** Opening INFORMATION PROVIDED block **
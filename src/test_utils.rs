use serde_json::Value;

use crate::lldp::{Entry, LldpInterface, LldpNeighbor, LldpPayload, NeighborList, NeighborState};
use crate::topology::Topology;

/// Builder for synthetic openconfig-lldp payloads
#[derive(Default)]
pub struct PayloadBuilder {
    interfaces: Vec<Entry<LldpInterface>>,
}

impl PayloadBuilder {
    pub fn new() -> Self {
        Self::default()
    }

    /// Add an interface with no neighbor collection at all
    pub fn interface(mut self, name: &str) -> Self {
        self.interfaces.push(Entry::Valid(LldpInterface {
            name: Some(name.to_string()),
            neighbors: None,
        }));
        self
    }

    /// Add a neighbor under `local_port`, creating the interface if needed
    pub fn neighbor(self, local_port: &str, system_name: &str, port_id: &str) -> Self {
        self.push_neighbor(
            local_port,
            NeighborState {
                system_name: Some(system_name.to_string()),
                port_id: Some(port_id.to_string()),
                ..Default::default()
            },
        )
    }

    pub fn neighbor_without_system_name(self, local_port: &str, port_id: &str) -> Self {
        self.push_neighbor(
            local_port,
            NeighborState {
                port_id: Some(port_id.to_string()),
                ..Default::default()
            },
        )
    }

    fn push_neighbor(mut self, local_port: &str, state: NeighborState) -> Self {
        let neighbor = LldpNeighbor {
            id: None,
            state: Some(state),
        };

        match self
            .interfaces
            .iter_mut()
            .filter_map(|entry| match entry {
                Entry::Valid(iface) => Some(iface),
                Entry::Invalid { .. } => None,
            })
            .find(|iface| iface.name.as_deref() == Some(local_port))
        {
            Some(iface) => iface
                .neighbors
                .get_or_insert_with(NeighborList::default)
                .neighbor
                .push(Entry::Valid(neighbor)),
            None => self.interfaces.push(Entry::Valid(LldpInterface {
                name: Some(local_port.to_string()),
                neighbors: Some(NeighborList {
                    neighbor: vec![Entry::Valid(neighbor)],
                }),
            })),
        }
        self
    }

    pub fn build(self) -> LldpPayload {
        LldpPayload {
            interfaces: self.interfaces,
        }
    }

    pub fn build_json(self) -> Value {
        serde_json::to_value(self.build()).expect("payload serializes")
    }
}

/// Build a topology directly from `(local, local_port, remote, remote_port)` tuples
pub fn topology_from(links: &[(&str, &str, &str, &str)]) -> Topology {
    let mut topology = Topology::new();
    for (local, local_port, remote, remote_port) in links {
        topology.insert_link(local, local_port, remote, remote_port);
    }
    topology
}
** Closing INFORMATION PROVIDED block **
• WHAT TO DO
Which of the lines above mention the word "NeighborList"? Pull those lines out.

• RESPONSE
use crate::lldp::{Entry, LldpInterface, LldpNeighbor, LldpPayload, NeighborList, NeighborState};
                .get_or_insert_with(NeighborList::default)
                neighbors: Some(NeighborList {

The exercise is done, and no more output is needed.